I debated about how to respond. The ventilator was delivering sufficient oxygen. Intravenous med drips were acting directly on her heart to keep her blood pressure at an acceptable level. Her kidneys were functioning to make urine.
But behind the façade of stability was a more dire truth: she might never get better. With her constellation of ventilation dependence, infections and delirium, she had what doctors call “chronic critical illness.”
Her story isn’t unique; there are about 100,000 chronically critically ill patients in the United States at any one time, and with an aging population and improving medical technologies, this number is only expected to grow. The outcomes of these patients are staggeringly poor. Half of the chronically critically ill will die within a year, and only around 10 percent will ever return to independent life at home.
Chronic critical illness is not something I learned about in medical school, or something that many doctors even talk about. One reason might be that the care for the chronically critically ill quite literally takes these patients out of our view – they move, as my patient did, from hospital to long-term care and back again, accompanied by a growing stack of medical records as things slowly fall apart.
In the early moments of critical illness, the choices seem relatively simple, the stakes high – you live or you die. But the chronically critically ill inhabit a kind of in-between purgatory state, all uncertainty and lingering. How do we explain this to families just as they breathe a sigh of relief that their loved one hasn’t died? Should we use the words “chronic critical illness”? Would it change any decisions if we were to do so? Here, I find that I am often at a loss.
I was quiet on the other end of the phone line that night.

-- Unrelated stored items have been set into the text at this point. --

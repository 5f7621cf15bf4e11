// src/util/io/serial.rs
//! Command port - the byte stream the host talks to us over.
//!
//! A serial device when a path is configured, otherwise this process's
//! stdin/stdout.

use tokio::io::{AsyncRead, AsyncWrite, AsyncWriteExt};
use tokio_serial::SerialPortBuilderExt;

use crate::config::PortConfig;
use crate::error::Result;
use crate::log_info;
use crate::util::io::records::Record;

pub type PortReader = Box<dyn AsyncRead + Unpin + Send>;
pub type PortWriter = Box<dyn AsyncWrite + Unpin + Send>;

pub struct CommandPort {
    pub name: String,
    pub reader: PortReader,
    pub writer: PortWriter,
}

impl CommandPort {
    pub fn open(config: &PortConfig) -> Result<Self> {
        match &config.path {
            Some(path) => Self::open_serial(path, config.baud_rate),
            None => Ok(Self::stdio()),
        }
    }

    pub fn open_serial(path: &str, baud_rate: u32) -> Result<Self> {
        let port = tokio_serial::new(path, baud_rate).open_native_async()?;
        log_info!("Serial port {} opened at {} baud", path, baud_rate);

        let (reader, writer) = tokio::io::split(port);
        Ok(Self {
            name: path.to_string(),
            reader: Box::new(reader),
            writer: Box::new(writer),
        })
    }

    pub fn stdio() -> Self {
        log_info!("No serial port configured, using stdio");
        Self {
            name: "stdio".to_string(),
            reader: Box::new(tokio::io::stdin()),
            writer: Box::new(tokio::io::stdout()),
        }
    }

    /// Assemble from any byte streams
    pub fn from_parts(name: impl Into<String>, reader: PortReader, writer: PortWriter) -> Self {
        Self {
            name: name.into(),
            reader,
            writer,
        }
    }
}

/// One record, CRLF terminated, flushed
pub async fn write_record(writer: &mut PortWriter, record: &Record) -> Result<()> {
    writer.write_all(record.to_wire().as_bytes()).await?;
    writer.flush().await?;
    Ok(())
}
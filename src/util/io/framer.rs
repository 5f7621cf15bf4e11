// src/util/io/framer.rs
//! Line Framer - turns a polled byte stream into tagged command lines

pub const COMMAND_TAG: &str = "@CMD";
/// Operator console command carrying a bare JSON payload
pub const CONSOLE_TAG: &str = "json";

/// Payload of a `json <payload>` console line, trimmed. `None` for any
/// other line.
pub fn console_payload(line: &str) -> Option<&str> {
    let rest = line.strip_prefix(CONSOLE_TAG)?;
    if !rest.is_empty() && !rest.starts_with(char::is_whitespace) {
        return None;
    }
    Some(rest.trim())
}

/// Accumulates bytes until `\n`. Lines that grow past the capacity are
/// dropped whole, and only command or console lines are handed out.
#[derive(Debug)]
pub struct LineFramer {
    buf: Vec<u8>,
    max_line: usize,
    discarding: bool,
}

impl LineFramer {
    /// `max_line` includes room for a terminator, so at most
    /// `max_line - 1` content bytes are kept.
    pub fn new(max_line: usize) -> Self {
        Self {
            buf: Vec::with_capacity(max_line),
            max_line,
            discarding: false,
        }
    }

    /// Feed one byte. Returns a complete command line when `byte`
    /// terminates one.
    pub fn push(&mut self, byte: u8) -> Option<String> {
        match byte {
            b'\r' => None,
            b'\n' => {
                let was_discarding = std::mem::replace(&mut self.discarding, false);
                if was_discarding || self.buf.is_empty() {
                    self.buf.clear();
                    return None;
                }
                let line = String::from_utf8_lossy(&self.buf).into_owned();
                self.buf.clear();
                if line.starts_with(COMMAND_TAG) || console_payload(&line).is_some() {
                    Some(line)
                } else {
                    None
                }
            }
            _ => {
                if self.discarding {
                    return None;
                }
                if self.buf.len() + 1 < self.max_line {
                    self.buf.push(byte);
                } else {
                    // overflow, drop the rest of this line
                    self.buf.clear();
                    self.discarding = true;
                }
                None
            }
        }
    }

    /// Feed a chunk, collecting every completed command line
    pub fn extend(&mut self, bytes: &[u8]) -> Vec<String> {
        bytes.iter().filter_map(|&b| self.push(b)).collect()
    }

    pub fn pending_len(&self) -> usize {
        self.buf.len()
    }
}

Was my patient stable? For the moment, she was. But with each event like this one, and there would be more, my patient would move further from the hope of ever reclaiming that life she had had in the fall: living in her own home, watching movies, cooking. I felt that I could see the weeks and months spooling out, a moment of calm, a new emergency. But this wasn’t the time to tell her daughter, not on the phone, not tonight.
And so I told her the truth – one truth, at least. Her mother was critically ill, but stable for the night.
Daniela Lamas is a pulmonary and critical care fellow at Brigham & Women’s Hospital in Boston.